Figure 1. Development of synaptic transmission from Sst-INs onto PCs in layer 2/3 of the visual cortex.

(A) Schema of a quadruple whole-cell recording from an Sst-IN (red) and three PCs (blue) in layer 2/3. (B) Representative fluorescent (tdTomato, Sst-INs; Alexa 488, recorded neurons), IR-DIC, and merged images of a quadruple recording of an Sst-IN and three PCs. The dashed lines indicate the border between layer 1 and layer 2/3. Scale bar, 20 μm. (C) Left, representative traces showing synaptic transmission from an Sst-IN to two PCs recorded at P11. The red and blue lines indicate the averaged traces. Scale bars: 50 mV (vertical, red), 25 pA (vertical, blue), and 20 ms (horizontal). Right, morphological reconstruction of the Sst-IN. Scale bar: 80 µm. (D) Left, representative traces showing synaptic transmission from an Sst-IN to two PCs recorded at P15. Scale bars: 50 mV (vertical, red), 25 pA (vertical, blue), and 20 ms (horizontal). Right, morphological reconstruction of the Sst-IN. Scale bar: 80 µm. (E) The probability of synaptic connection from Sst-INs to PCs at P5–20. Data label indicates the number of pairs in each group. A total of 391 pairs were recorded from 82 mice. (F) Quantification of the peak amplitude of uIPSCs from Sst-INs to PCs at different postnatal ages. (G–H) Quantification of the 10–90% rise time (G) and half-width (H) of uIPSCs at P7–20. Detailed statistical analysis, detailed data, and exact sample numbers are presented in Figure 1—source data 1. Error bars indicate mean ±SEM. *p<0.05; **p<0.01; ***p<0.001; n.s., p>0.05.

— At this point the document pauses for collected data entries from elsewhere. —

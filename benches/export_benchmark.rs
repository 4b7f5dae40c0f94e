//! Benchmarks for cvforge export performance.
//!
//! Run with: cargo bench
//!
//! These benchmarks render synthetic CVs of increasing length.

use criterion::{black_box, criterion_group, criterion_main, Criterion};
use cvforge::{Cv, CvData, Experience, ExportFormat, SkillGroup};

/// Creates a synthetic CV with the given number of experience entries.
fn create_test_cv(entries: usize) -> Cv {
    let mut data = CvData::default();
    data.personal.first_name = "Bench".into();
    data.personal.last_name = "Mark".into();
    data.personal.email = "bench@example.com".into();
    data.summary = "Engineer focused on measurable, repeatable performance work.".into();
    data.skills = vec![SkillGroup {
        category: "Languages".into(),
        items: vec!["Rust".into(), "C".into(), "Zig".into()],
    }];
    data.experience = (0..entries)
        .map(|i| Experience {
            company: format!("Company {}", i),
            title: "Senior Engineer".into(),
            location: "Remote".into(),
            start_date: "2019-04".into(),
            end_date: "2023-11".into(),
            description: "• Cut p99 latency by 40%\n• Led a team of five\n• Shipped the v2 storage engine"
                .into(),
            ..Default::default()
        })
        .collect();
    Cv::new("Benchmark CV", data)
}

/// Benchmark PDF rendering at various lengths.
fn bench_pdf_export(c: &mut Criterion) {
    let mut group = c.benchmark_group("pdf_export");

    for entries in [1, 10, 50].iter() {
        let cv = create_test_cv(*entries);

        group.bench_function(format!("{}_entries", entries), |b| {
            b.iter(|| cvforge::generate_pdf(black_box(&cv)).unwrap());
        });
    }

    group.finish();
}

/// Benchmark DOCX rendering at various lengths.
fn bench_docx_export(c: &mut Criterion) {
    let mut group = c.benchmark_group("docx_export");

    for entries in [1, 10, 50].iter() {
        let cv = create_test_cv(*entries);

        group.bench_function(format!("{}_entries", entries), |b| {
            b.iter(|| cvforge::generate_docx(black_box(&cv)).unwrap());
        });
    }

    group.finish();
}

/// Benchmark rendering every format in parallel.
fn bench_export_all(c: &mut Criterion) {
    let cv = create_test_cv(10);
    let forge = cvforge::CvForge::new();

    c.bench_function("export_all_formats", |b| {
        b.iter(|| forge.export_all(black_box(&cv), &ExportFormat::ALL).unwrap());
    });
}

criterion_group!(benches, bench_pdf_export, bench_docx_export, bench_export_all);
criterion_main!(benches);
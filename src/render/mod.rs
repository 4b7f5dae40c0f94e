//! Rendering module for exporting CVs to the supported output formats.

pub mod dates;
pub mod docx;
mod json;
pub mod normalize;
mod options;
pub mod outline;
pub mod pdf;
mod result;
pub mod style;
pub mod visitor;

pub use dates::{format_date_range, format_date_range_with, format_month_year};
pub use docx::{generate_docx, render_docx, RenderedDocx};
pub use json::{cv_to_json, from_json, import_json, to_json, ImportedCv, JsonFormat, IMPORTED_TITLE};
pub use normalize::{normalize_description, BULLET_GLYPHS};
pub use options::{ExportOptions, PageSetup};
pub use outline::{ResumeOutline, SectionKind};
pub use pdf::{generate_pdf, layout_pdf, render_pdf, PdfLayout, RenderedPdf};
pub use result::ExportStats;
pub use style::{EffectiveStyles, StyleSlot, TextRole};
pub use visitor::{walk, CompositeVisitor, HeadingCollector, OutlineVisitor};
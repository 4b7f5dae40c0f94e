//! Integration tests for the exporter registry.

use std::sync::Arc;

use cvforge::convert::{
    DocumentExporter, DocxExporter, ExportFormat, ExportResult, ExporterRegistry, PdfExporter,
};
use cvforge::error::{Error, Result};
use cvforge::model::{Cv, CvData};
use cvforge::render::{ExportOptions, ExportStats};
use pretty_assertions::assert_eq;

const FIXTURE: &str = include_str!("fixtures/full_cv.json");

fn fixture() -> Cv {
    cvforge::from_json(FIXTURE.as_bytes()).unwrap()
}

/// Mock exporter for testing.
struct MockExporter {
    extensions: Vec<&'static str>,
    name: &'static str,
}

impl MockExporter {
    fn new(extensions: Vec<&'static str>, name: &'static str) -> Self {
        Self { extensions, name }
    }
}

impl DocumentExporter for MockExporter {
    fn format(&self) -> ExportFormat {
        ExportFormat::Json
    }

    fn name(&self) -> &str {
        self.name
    }

    fn export(&self, cv: &Cv, _options: &ExportOptions) -> Result<ExportResult> {
        Ok(ExportResult::new(
            cv,
            ExportFormat::Json,
            format!("Exported by {}", self.name).into_bytes(),
        ))
    }

    fn supported_extensions(&self) -> &[&str] {
        &self.extensions
    }
}

#[test]
fn test_export_options_builder() {
    let options = ExportOptions::new().with_stats(true);
    assert!(options.collect_stats);
    assert!(options.exported_at.is_none());
}

#[test]
fn test_registry_new() {
    let registry = ExporterRegistry::new();

    // Empty registry should support nothing
    assert!(!registry.supports("pdf"));
    assert!(!registry.supports("docx"));
    assert!(registry.supported_extensions().is_empty());
}

#[test]
fn test_registry_with_defaults() {
    let registry = ExporterRegistry::with_defaults();

    assert!(registry.supports("pdf"));
    assert!(registry.supports("DOCX")); // Case insensitive
    assert!(registry.supports(".json"));
    assert!(!registry.supports("odt"));
    assert_eq!(registry.supported_extensions(), vec!["docx", "json", "pdf"]);
}

#[test]
fn test_registry_register_mock() {
    let mut registry = ExporterRegistry::new();
    registry.register(Arc::new(MockExporter::new(vec!["txt", "text"], "text")));

    assert!(registry.supports("txt"));
    assert!(registry.supports("TEXT"));

    let result = registry
        .export(&fixture(), "txt", &ExportOptions::default())
        .unwrap();
    assert_eq!(result.bytes, b"Exported by text".to_vec());
}

#[test]
fn test_registry_later_registration_wins() {
    let mut registry = ExporterRegistry::new();
    registry.register(Arc::new(PdfExporter::new()));
    registry.register(Arc::new(MockExporter::new(vec!["pdf"], "fake-pdf")));

    let exporter = registry.get_by_extension("pdf").unwrap();
    assert_eq!(exporter.name(), "fake-pdf");
    // The replaced exporter is still reachable by name.
    assert_eq!(registry.get_by_name("PDF").unwrap().format(), ExportFormat::Pdf);
}

#[test]
fn test_registry_unknown_extension() {
    let registry = ExporterRegistry::with_defaults();
    let err = registry
        .export(&fixture(), "odt", &ExportOptions::default())
        .unwrap_err();
    assert!(matches!(err, Error::UnsupportedFormat(ref ext) if ext == "odt"));
}

#[test]
fn test_export_all_in_parallel() {
    let registry = ExporterRegistry::with_defaults();
    let results = registry
        .export_all(
            &fixture(),
            &["docx", "pdf", "json"],
            &ExportOptions::default().with_stats(true),
        )
        .unwrap();

    let formats: Vec<_> = results.iter().map(|r| r.format).collect();
    assert_eq!(
        formats,
        vec![ExportFormat::Docx, ExportFormat::Pdf, ExportFormat::Json]
    );

    // Every format walks the same outline.
    let content = |s: &ExportStats| {
        (s.section_count, s.entry_count, s.bullet_count, s.paragraph_count)
    };
    let first = content(results[0].stats.as_ref().unwrap());
    for result in &results[1..] {
        assert_eq!(content(result.stats.as_ref().unwrap()), first);
    }
    assert_eq!(first.0, 6);
}

#[test]
fn test_export_all_rejects_unknown_before_rendering() {
    let registry = ExporterRegistry::with_defaults();
    let result = registry.export_all(&fixture(), &["pdf", "rtf"], &ExportOptions::default());
    assert!(matches!(result, Err(Error::UnsupportedFormat(_))));
}

#[test]
fn test_export_to_path() {
    let dir = tempfile::tempdir().unwrap();
    let path = dir.path().join("resume.DOCX");

    let registry = ExporterRegistry::with_defaults();
    let result = registry
        .export_to_path(&fixture(), &path, &ExportOptions::default())
        .unwrap();

    assert_eq!(result.format, ExportFormat::Docx);
    let written = std::fs::read(&path).unwrap();
    assert_eq!(written, result.bytes);
    assert_eq!(
        cvforge::detect_format_from_path(&path).unwrap(),
        ExportFormat::Docx
    );
}

#[test]
fn test_export_to_path_without_extension() {
    let dir = tempfile::tempdir().unwrap();
    let registry = ExporterRegistry::with_defaults();
    let result = registry.export_to_path(
        &fixture(),
        &dir.path().join("resume"),
        &ExportOptions::default(),
    );
    assert!(matches!(result, Err(Error::Other(_))));
}

#[test]
fn test_export_result_filename_and_mime() {
    let cv = fixture();
    let result = DocxExporter::new()
        .export(&cv, &ExportOptions::default())
        .unwrap();

    assert_eq!(result.filename, "Ada Lovelace – Engineer.docx");
    assert_eq!(
        result.mime_type,
        "application/vnd.openxmlformats-officedocument.wordprocessingml.document"
    );
    assert!(!result.is_empty());
    assert_eq!(result.len(), result.bytes.len());
}

#[test]
fn test_blank_title_uses_default_stem() {
    let result = PdfExporter::new()
        .export(&Cv::new("   ", CvData::default()), &ExportOptions::default())
        .unwrap();
    assert_eq!(result.filename, "cv.pdf");
}
//! DOCX rendering.
//!
//! The document body is composed by walking the résumé outline; the
//! result is packaged with four static parts into a ZIP container.

pub mod document;
pub mod package;

pub use document::{escape_xml, DocumentComposer, DocxParagraph, ParagraphStyle, BULLET_PREFIX};
pub use package::{write_package, PARTS};

use crate::error::Result;
use crate::model::Cv;
use crate::render::outline::ResumeOutline;
use crate::render::result::ExportStats;
use crate::render::visitor::{walk, CompositeVisitor};

/// A rendered DOCX package with the paragraphs it contains.
#[derive(Debug, Clone)]
pub struct RenderedDocx {
    pub bytes: Vec<u8>,
    pub paragraphs: Vec<DocxParagraph>,
    pub stats: ExportStats,
}

impl RenderedDocx {
    /// Section headings in emission order.
    pub fn headings(&self) -> Vec<&str> {
        self.paragraphs
            .iter()
            .filter(|p| p.style == ParagraphStyle::Heading1)
            .map(|p| p.text.as_str())
            .collect()
    }
}

/// Render a CV as a DOCX package.
pub fn generate_docx(cv: &Cv) -> Result<Vec<u8>> {
    Ok(render_docx(cv)?.bytes)
}

/// Render a CV, keeping the paragraph log and statistics.
pub fn render_docx(cv: &Cv) -> Result<RenderedDocx> {
    let outline = ResumeOutline::build(cv);

    let mut composer = DocumentComposer::new();
    let mut stats = ExportStats::new();
    walk(
        &outline,
        &mut CompositeVisitor::new()
            .with_visitor(&mut composer)
            .with_visitor(&mut stats),
    );

    let (document_xml, paragraphs) = composer.finish();
    let bytes = write_package(&document_xml)?;
    Ok(RenderedDocx {
        bytes,
        paragraphs,
        stats,
    })
}

#[cfg(test)]
mod tests {
    use super::*;
    use crate::model::{CvData, Experience};

    #[test]
    fn test_render_docx_headings() {
        let data = CvData {
            summary: "S".into(),
            experience: vec![Experience {
                title: "Dev".into(),
                ..Default::default()
            }],
            ..Default::default()
        };
        let rendered = render_docx(&Cv::new("CV", data)).unwrap();
        assert_eq!(rendered.headings(), vec!["Summary", "Professional Experience"]);
        assert_eq!(rendered.stats.section_count, 2);
        assert_eq!(rendered.stats.page_count, 0);
        assert!(rendered.bytes.starts_with(b"PK\x03\x04"));
    }
}
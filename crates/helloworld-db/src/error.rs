use std::fmt;

use thiserror::Error;

/// Transaction control statement issued by the script runner.
#[derive(Debug, Clone, Copy, PartialEq, Eq)]
pub enum TransactionAction {
    Begin,
    Commit,
    Rollback,
}

impl fmt::Display for TransactionAction {
    fn fmt(&self, f: &mut fmt::Formatter<'_>) -> fmt::Result {
        f.write_str(match self {
            Self::Begin => "BEGIN TRANSACTION",
            Self::Commit => "COMMIT",
            Self::Rollback => "ROLLBACK",
        })
    }
}

#[derive(Error, Debug)]
pub enum MigrationError {
    #[error("script {script}: statement {index} failed ({statement}): {source}")]
    Statement {
        script: String,
        index: usize,
        statement: String,
        #[source]
        source: rusqlite::Error,
    },

    #[error("script {script}: {action} failed: {source}")]
    TransactionControl {
        script: String,
        action: TransactionAction,
        #[source]
        source: rusqlite::Error,
    },

    #[error("failed to read schema version: {0}")]
    Inspect(#[source] rusqlite::Error),

    #[error("migration script not found: {0}")]
    MissingScript(String),

    #[error("step {step} did not advance the schema version (expected {expected}, found {found})")]
    NoProgress {
        step: String,
        expected: i64,
        found: i64,
    },
}

impl From<MigrationError> for helloworld_common::Error {
    fn from(e: MigrationError) -> Self {
        helloworld_common::Error::Migration(e.to_string())
    }
}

Figure 1—figure supplement 1. Morphological and electrophysiological properties of tdTomato⁺ neurons in Sst-tdTomato mice.

(A) Top panel, the morphologies of reconstructed non-FS tdTomato⁺ neurons in layer 2/3 of visual cortex. Bottom panel, corresponding traces of voltage responses to 500 ms current pulse step injections recorded in the current-clamp mode. (B) Some tdTomato⁺ cells in Sst-tdTomato line expressed PV. Arrowheads indicated PV⁺/tdTomato⁺ cells. (C) Top panel, the morphologies of reconstructed fast-spiking tdTomato⁺ cells. These cells are basket-like interneurons, with dense axonal arborization in layer 2/3. Bottom panel, corresponding membrane voltage responses of cells to current injections.

Figure 1—figure supplement 2. The timing of eye opening in mice.

Quantification of mice undergoing eye opening in each litter (n = 10) from P13 to P15. There were no mice with opened eyes at P13. At P14, 77.9% ± 7.4% of mice had opened eyes; at P15, 100% of mice had opened eyes.

Figure 1—figure supplement 3. Dendritic morphology of PCs does not change significantly before and after eye opening.

(A) The morphological identity of recorded PCs. Top panel, the morphologies of reconstructed PCs. Bottom panel, corresponding membrane responses of PCs to current injections. (B–G) Quantification of the end number of apical dendrites (B), the end number of basal dendrites (C), the node number of apical dendrites (D), the node number of basal dendrites (E), the total length of apical dendrites (F), and the total length of basal dendrites (G) between P12–13 (before eye opening) and P14–15 (after eye opening). (H–I) Sholl analysis of dendritic length per 40 μm radial unit distance from the soma. Detailed statistical analysis, detailed data, and exact sample numbers are presented in Figure 1—source data 1. n.s., p>0.05.

Figure 1—figure supplement 4. Synaptic responses from Sst-INs to PCs recorded with a cesium-based intracellular solution.

(A) Representative traces showing synaptic transmission from Sst-INs to PCs recorded at P12 and P15, respectively. Postsynaptic responses were recorded with a cesium-based intracellular solution containing 60 mM Cl^-. (B) Summary of connection probability. (C) Quantification of the peak amplitude of Sst-IN→PC uIPSCs. Detailed statistical analysis, detailed data and exact sample numbers are presented in Figure 1—source data 1. *p<0.05; **p<0.01; ***p<0.001; n.s., p>0.05.